While Duval was winning his second tournament in a row last week, Woods was at home, away from the attention, and preparing with his usual intensity. In the last two years the winner of Woods's warm-up match against Mark O'Meara at their base in Orlando has also won at Augusta. According to Woods, the match did not happen because O'Meara was unwell.
But according to O'Meara, who last night served up sushi and fajitas at the past champions' dinner, there is more to the story. "We did play 18 holes last Thursday and I clipped him," O'Meara said. "I shot 31 on the back nine and holed a bunker shot at 17. He can't deny that, but I did let him win the money back on the putting green.
"But our real match was going to be on Friday and Tiger was all fired up. He wanted revenge but we didn't have the match we wanted. He birdied the first three holes and then we got to the fourth tee and there were two groups on the hole, so we said: `Forget it'."

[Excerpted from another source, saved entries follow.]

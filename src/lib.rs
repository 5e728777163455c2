//! Lexer, object model and tree-walking evaluator for mython, a small
//! indentation-based scripting language with classes.

pub mod eval;
pub mod lex;
pub mod runtime;

pub use eval::{ArithmeticOp, Comparator, PrintTarget, Statement, VariableValue};
pub use lex::{LexError, Lexer, Token};
pub use runtime::{
    Class, ClassInstance, Closure, Context, DummyContext, Method, Object, ObjectHolder,
    RuntimeError, SimpleContext,
};
//! Attribute extraction: turns raw resume text into a `CandidateRecord`.
//!
//! Every field is found heuristically. Absence is the only failure signal; nothing here
//! returns an error. Location and institute are resolved through ordered strategy chains,
//! where the first strategy that finds something wins.

use std::sync::{Arc, LazyLock};

use regex::Regex;

use crate::screening::collaborators::{CityGazetteer, PhoneMatcher};
use crate::screening::models::{CandidateRecord, NAME_NOT_FOUND};
use crate::screening::normalize::title_case;

static EMAIL_RE: LazyLock<Regex> = LazyLock::new(|| {
    Regex::new(r"[a-zA-Z0-9._%+-]+@[a-zA-Z0-9.-]+\.[a-zA-Z]{2,}").expect("valid email regex")
});

static STATE_RE: LazyLock<Regex> = LazyLock::new(|| {
    Regex::new(
        r"(?i)\b(?:Andhra Pradesh|Arunachal Pradesh|Assam|Bihar|Chhattisgarh|Goa|Gujarat|Haryana|Himachal Pradesh|Jharkhand|Karnataka|Kerala|Madhya Pradesh|Maharashtra|Manipur|Meghalaya|Mizoram|Nagaland|Odisha|Punjab|Rajasthan|Sikkim|Tamil Nadu|Telangana|Tripura|Uttar Pradesh|Uttarakhand|West Bengal)\b",
    )
    .expect("valid state regex")
});

static INSTITUTE_RE: LazyLock<Regex> = LazyLock::new(|| {
    Regex::new(
        r"(?:B\.?Tech|M\.?Tech|Degree|Graduate|Education at|Student at|Indian Institute of|National Institute of|[A-Z][a-zA-Z]+ University|[A-Z][a-zA-Z]+ College|IIT|NIT|IIIT)[^\n,.]{2,100}",
    )
    .expect("valid institute regex")
});

static EDUCATION_RE: LazyLock<Regex> = LazyLock::new(|| {
    Regex::new(r"(?i)\b(?:bachelor|master)(?:'s)?\s+(?:of|in)\s+[^\n,.]{2,80}")
        .expect("valid education regex")
});

/// Words that mark an education-looking phrase as belonging to some other section.
const INSTITUTE_EXCLUSIONS: &[&str] = &[
    "address",
    "contact",
    "phone",
    "email",
    "certification",
    "course",
    "achievement",
    "exam",
    "test",
    "score",
];

const NAME_SCAN_LINES: usize = 5;
const NAME_MAX_TOKENS: usize = 4;
const NAME_MIN_CHARS: usize = 3;

/// One step of a fallback chain.
pub trait FieldStrategy: Send + Sync {
    fn name(&self) -> &'static str;
    fn find(&self, text: &str) -> Option<String>;
}

/// Runs strategies in order and returns the first hit.
pub fn first_found(chain: &[Box<dyn FieldStrategy>], text: &str) -> Option<String> {
    chain.iter().find_map(|strategy| {
        let found = strategy.find(text);
        if found.is_some() {
            tracing::trace!(strategy = strategy.name(), "strategy matched");
        }
        found
    })
}

/// First city the gazetteer recognises.
pub struct GazetteerCity {
    gazetteer: Arc<dyn CityGazetteer>,
}

impl GazetteerCity {
    pub fn new(gazetteer: Arc<dyn CityGazetteer>) -> Self {
        Self { gazetteer }
    }
}

impl FieldStrategy for GazetteerCity {
    fn name(&self) -> &'static str {
        "gazetteer_city"
    }

    fn find(&self, text: &str) -> Option<String> {
        self.gazetteer.cities(text).into_iter().next()
    }
}

/// Indian state names, whole-word and case-insensitive, returned in title case.
pub struct StateName;

impl FieldStrategy for StateName {
    fn name(&self) -> &'static str {
        "state_name"
    }

    fn find(&self, text: &str) -> Option<String> {
        STATE_RE.find(text).map(|m| title_case(m.as_str()))
    }
}

/// First education phrase with at least two words and no exclusion word.
pub struct EducationPhrase;

impl FieldStrategy for EducationPhrase {
    fn name(&self) -> &'static str {
        "education_phrase"
    }

    fn find(&self, text: &str) -> Option<String> {
        INSTITUTE_RE
            .find_iter(text)
            .map(|m| m.as_str().trim())
            .find(|candidate| is_acceptable_institute(candidate))
            .map(str::to_string)
    }
}

fn is_acceptable_institute(candidate: &str) -> bool {
    let lower = candidate.to_lowercase();
    candidate.split_whitespace().count() >= 2
        && !INSTITUTE_EXCLUSIONS.iter().any(|word| lower.contains(word))
}

pub struct AttributeExtractor {
    phone_matcher: Arc<dyn PhoneMatcher>,
    location_chain: Vec<Box<dyn FieldStrategy>>,
    institute_chain: Vec<Box<dyn FieldStrategy>>,
}

impl AttributeExtractor {
    /// Default chains: gazetteer city → state name for location, education phrase for institute.
    pub fn new(phone_matcher: Arc<dyn PhoneMatcher>, gazetteer: Arc<dyn CityGazetteer>) -> Self {
        Self {
            phone_matcher,
            location_chain: vec![Box::new(GazetteerCity::new(gazetteer)), Box::new(StateName)],
            institute_chain: vec![Box::new(EducationPhrase)],
        }
    }

    pub fn extract(&self, text: &str) -> CandidateRecord {
        CandidateRecord {
            name: guess_name(text),
            email: extract_email(text),
            phone: self.first_phone(text),
            location: first_found(&self.location_chain, text),
            institute: first_found(&self.institute_chain, text),
            education: extract_education(text),
        }
    }

    fn first_phone(&self, text: &str) -> Option<String> {
        self.phone_matcher
            .find_matches(text)
            .next()
            .map(|m| m.raw.to_string())
    }
}

pub fn extract_email(text: &str) -> Option<String> {
    EMAIL_RE.find(text).map(|m| m.as_str().to_string())
}

/// Takes the first short line near the top of the document.
/// Headers like "Curriculum Vitae" qualify just as well as real names.
pub fn guess_name(text: &str) -> String {
    text.trim()
        .split('\n')
        .take(NAME_SCAN_LINES)
        .map(str::trim)
        .find(|line| {
            line.split_whitespace().count() <= NAME_MAX_TOKENS
                && line.chars().count() > NAME_MIN_CHARS
        })
        .map(str::to_string)
        .unwrap_or_else(|| NAME_NOT_FOUND.to_string())
}

pub fn extract_education(text: &str) -> Option<String> {
    EDUCATION_RE.find(text).map(|m| m.as_str().trim().to_string())
}
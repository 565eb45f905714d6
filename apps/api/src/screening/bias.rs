//! Bias aggregation: flags locations and institutes that dominate a batch.
//!
//! Both ratios share one denominator: the number of records with a usable location.
//! Institute shares can therefore exceed 100% when many candidates list an institute
//! but few list a location. Keep it that way; reports are compared against this behavior.

use std::collections::HashMap;
use std::str::FromStr;

use crate::screening::models::{BiasReport, CandidateRecord};
use crate::screening::normalize::{
    normalize_field, title_case, INSTITUTE_PREFIXES, LOCATION_PREFIXES,
};

/// Longer "locations" are usually a sentence fragment, not a place.
const MAX_LOCATION_TOKENS: usize = 3;

pub const DEFAULT_THRESHOLD: f64 = 0.3;
pub const DEFAULT_DOMINANT_THRESHOLD: f64 = 0.5;

#[derive(Debug, Clone, Copy, PartialEq, Eq)]
pub enum BiasPolicyKind {
    /// Report every value whose share exceeds the threshold.
    Threshold,
    /// Report only the most frequent value, and only if its share exceeds the threshold.
    Dominant,
}

impl FromStr for BiasPolicyKind {
    type Err = String;

    fn from_str(s: &str) -> Result<Self, Self::Err> {
        match s.trim().to_ascii_lowercase().as_str() {
            "threshold" => Ok(BiasPolicyKind::Threshold),
            "dominant" => Ok(BiasPolicyKind::Dominant),
            other => Err(format!(
                "unknown bias policy '{other}' (expected threshold or dominant)"
            )),
        }
    }
}

#[derive(Debug, Clone, Copy, PartialEq)]
pub struct BiasPolicy {
    pub kind: BiasPolicyKind,
    pub threshold: f64,
}

impl Default for BiasPolicy {
    fn default() -> Self {
        Self::new(BiasPolicyKind::Threshold, None)
    }
}

impl BiasPolicy {
    /// Uses the kind's default threshold when none is given.
    pub fn new(kind: BiasPolicyKind, threshold: Option<f64>) -> Self {
        let threshold = threshold.unwrap_or(match kind {
            BiasPolicyKind::Threshold => DEFAULT_THRESHOLD,
            BiasPolicyKind::Dominant => DEFAULT_DOMINANT_THRESHOLD,
        });
        Self { kind, threshold }
    }

    fn flag(
        &self,
        tally: &FrequencyTally,
        total_valid: usize,
        display: fn(&str) -> String,
    ) -> Vec<String> {
        let share = |count: usize| count as f64 / total_valid as f64;
        let statement = |value: &str, count: usize| {
            format!("Bias towards {} ({:.0}%)", display(value), share(count) * 100.0)
        };

        match self.kind {
            BiasPolicyKind::Threshold => tally
                .iter()
                .filter(|(_, count)| share(*count) > self.threshold)
                .map(|(value, count)| statement(value, count))
                .collect(),
            BiasPolicyKind::Dominant => tally
                .most_frequent()
                .filter(|(_, count)| share(*count) > self.threshold)
                .map(|(value, count)| statement(value, count))
                .into_iter()
                .collect(),
        }
    }
}

/// Counts values, remembering first-seen order for stable reports.
#[derive(Debug, Default)]
struct FrequencyTally {
    counts: Vec<(String, usize)>,
    positions: HashMap<String, usize>,
}

impl FrequencyTally {
    fn add(&mut self, value: String) {
        match self.positions.get(&value) {
            Some(&pos) => self.counts[pos].1 += 1,
            None => {
                self.positions.insert(value.clone(), self.counts.len());
                self.counts.push((value, 1));
            }
        }
    }

    fn iter(&self) -> impl Iterator<Item = (&str, usize)> {
        self.counts.iter().map(|(value, count)| (value.as_str(), *count))
    }

    /// Highest count; ties go to the value seen first.
    fn most_frequent(&self) -> Option<(&str, usize)> {
        let mut best: Option<(&str, usize)> = None;
        for (value, count) in self.iter() {
            if best.map_or(true, |(_, best_count)| count > best_count) {
                best = Some((value, count));
            }
        }
        best
    }
}

fn upper_case(value: &str) -> String {
    value.to_uppercase()
}

pub fn aggregate_bias<'a, I>(records: I, policy: &BiasPolicy) -> BiasReport
where
    I: IntoIterator<Item = &'a CandidateRecord>,
{
    let mut locations = FrequencyTally::default();
    let mut institutes = FrequencyTally::default();
    let mut total_valid = 0;

    for record in records {
        let location = normalize_field(record.location.as_deref(), LOCATION_PREFIXES)
            .filter(|loc| loc.split_whitespace().count() <= MAX_LOCATION_TOKENS);
        let institute = normalize_field(record.institute.as_deref(), INSTITUTE_PREFIXES);

        if let Some(location) = location {
            locations.add(location);
            total_valid += 1;
        }
        if let Some(institute) = institute {
            institutes.add(institute);
        }
    }

    if total_valid == 0 {
        return BiasReport::insufficient_data();
    }

    let location_biases = policy.flag(&locations, total_valid, title_case);
    let institute_biases = policy.flag(&institutes, total_valid, upper_case);

    if location_biases.is_empty() && institute_biases.is_empty() {
        return BiasReport::no_bias();
    }

    BiasReport {
        location_biases: (!location_biases.is_empty()).then_some(location_biases),
        institute_biases: (!institute_biases.is_empty()).then_some(institute_biases),
        message: None,
    }
}
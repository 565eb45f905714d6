mod config;
mod errors;
mod routes;
mod screening;
mod state;
mod text_extraction;

use anyhow::Result;
use std::net::SocketAddr;
use std::sync::Arc;
use tower_http::{cors::CorsLayer, trace::TraceLayer};
use tracing::info;
use tracing_subscriber::{layer::SubscriberExt, util::SubscriberInitExt, EnvFilter};

use crate::config::Config;
use crate::routes::build_router;
use crate::screening::collaborators::{RegionPhoneMatcher, StaticGazetteer};
use crate::screening::extractor::AttributeExtractor;
use crate::screening::pipeline::ScreeningPipeline;
use crate::screening::scoring::ScoreCalculator;
use crate::state::AppState;
use crate::text_extraction::PdfTextExtractor;

#[tokio::main]
async fn main() -> Result<()> {
    // Load configuration first (fails on malformed env vars)
    let config = Config::from_env()?;

    // Initialize structured logging
    tracing_subscriber::registry()
        .with(EnvFilter::try_from_default_env().unwrap_or_else(|_| {
            EnvFilter::new(format!("{}={}", env!("CARGO_PKG_NAME"), &config.rust_log))
        }))
        .with(tracing_subscriber::fmt::layer())
        .init();

    info!("Starting Screener API v{}", env!("CARGO_PKG_VERSION"));
    info!(
        "Bias policy: {:?} (threshold {}), phone region: {:?}",
        config.bias_policy.kind, config.bias_policy.threshold, config.phone_region
    );

    let extractor = AttributeExtractor::new(
        Arc::new(RegionPhoneMatcher::new(config.phone_region)),
        Arc::new(StaticGazetteer),
    );
    let pipeline = ScreeningPipeline::new(
        Arc::new(PdfTextExtractor::new(config.max_concurrent_parses)),
        extractor,
        ScoreCalculator::default(),
        config.bias_policy,
        config.extraction_timeout,
    );
    info!(
        "Screening pipeline ready ({} scoring rules, {}s extraction timeout, {} parallel parses)",
        pipeline.scorer().rules().len(),
        config.extraction_timeout.as_secs(),
        config.max_concurrent_parses
    );

    let state = AppState {
        config: config.clone(),
        pipeline: Arc::new(pipeline),
    };

    let app = build_router(state)
        .layer(TraceLayer::new_for_http())
        .layer(CorsLayer::permissive()); // TODO: restrict origins once the frontend host is fixed

    let addr: SocketAddr = format!("0.0.0.0:{}", config.port).parse()?;
    info!("Listening on {addr}");

    let listener = tokio::net::TcpListener::bind(addr).await?;
    axum::serve(listener, app).await?;

    Ok(())
}
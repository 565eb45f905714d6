use std::sync::Arc;

use crate::config::Config;
use crate::screening::pipeline::ScreeningPipeline;

/// Shared application state injected into all route handlers via Axum extractors.
/// Holds no per-request data; every batch is screened and discarded within its request.
#[derive(Clone)]
pub struct AppState {
    pub config: Config,
    /// Extraction, scoring and bias policy, with their collaborators already wired in.
    pub pipeline: Arc<ScreeningPipeline>,
}
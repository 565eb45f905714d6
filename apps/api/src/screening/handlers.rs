//! Axum route handlers for the Screening API.

use axum::{
    extract::{Multipart, State},
    Json,
};
use tracing::debug;

use crate::errors::AppError;
use crate::screening::models::{ScreeningResponse, SelectionCriteria};
use crate::screening::pipeline::UploadedDocument;
use crate::screening::scoring::ScoreRule;
use crate::state::AppState;

const FILES_FIELD: &str = "files";
const CRITERIA_FIELD: &str = "criteria";

struct ResumeUpload {
    documents: Vec<UploadedDocument>,
    criteria: Option<SelectionCriteria>,
}

/// POST /upload-resume/
///
/// Multipart body: repeated `files` parts (PDF) and an optional `criteria` part holding
/// JSON selection criteria. Returns one result per file in upload order plus the
/// batch bias report.
pub async fn handle_upload_resume(
    State(state): State<AppState>,
    mut multipart: Multipart,
) -> Result<Json<ScreeningResponse>, AppError> {
    let upload = read_upload(&mut multipart).await?;

    if upload.documents.is_empty() {
        return Err(AppError::Validation(format!(
            "at least one resume is required in the '{FILES_FIELD}' field"
        )));
    }

    let response = state
        .pipeline
        .screen_batch(upload.documents, upload.criteria.as_ref())
        .await;

    Ok(Json(response))
}

/// GET /scoring-rules
///
/// Lists the bonus rules behind every score, so recruiters can see what is being rewarded.
pub async fn handle_scoring_rules(State(state): State<AppState>) -> Json<Vec<ScoreRule>> {
    Json(state.pipeline.scorer().rules().to_vec())
}

async fn read_upload(multipart: &mut Multipart) -> Result<ResumeUpload, AppError> {
    let mut documents = Vec::new();
    let mut criteria = None;

    while let Some(field) = multipart.next_field().await? {
        let name = field.name().map(str::to_string);
        match name.as_deref() {
            Some(FILES_FIELD) => {
                let filename = field.file_name().unwrap_or("unnamed").to_string();
                let content_type = field.content_type().map(str::to_string);
                let bytes = field.bytes().await?;
                documents.push(UploadedDocument {
                    filename,
                    content_type,
                    bytes,
                });
            }
            Some(CRITERIA_FIELD) => {
                let raw = field.text().await?;
                criteria = Some(parse_criteria(&raw)?);
            }
            other => debug!("Ignoring unexpected multipart field {:?}", other),
        }
    }

    Ok(ResumeUpload {
        documents,
        criteria,
    })
}

fn parse_criteria(raw: &str) -> Result<SelectionCriteria, AppError> {
    let criteria: SelectionCriteria = serde_json::from_str(raw)
        .map_err(|e| AppError::Validation(format!("criteria is not valid JSON: {e}")))?;
    criteria
        .validate()
        .map_err(|e| AppError::Validation(e.to_string()))?;
    Ok(criteria)
}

O'Meara, better than anyone else, knows what losing the No 1 ranking meant to Woods. "Does it bother him? Probably, yes. He wants to be the man. David wants to be the man. That's good for golf. I think Tiger wants to get that No 1 ranking back."
The so-called attempts to "Tigerproof" Augusta National will have little effect on Woods himself. For instance, moving back the tee at 17 to bring the Eisenhower tree more into play will not bother him. While other will have to go round, he still goes over it. "It is a huge advantage to the longer hitters," O'Meara said.
Woods said he is close to recapturing the width in his backswing he had when winning two years ago. "In 1997, I was able to drive the ball very long, obviously, but I was also able to position the ball on the left or the right of the fairway to attack the pin positions I wanted to and use the slopes as they were designed to be used," he explained.
That win means Woods is one up on Duval where it matters, in majors wins. "It helps knowing you have done it before, you've fended off the best players in the world and won a major. That gives you confidence down the stretch when you are a little nervous, your hands sweating and your eyeballs are beating."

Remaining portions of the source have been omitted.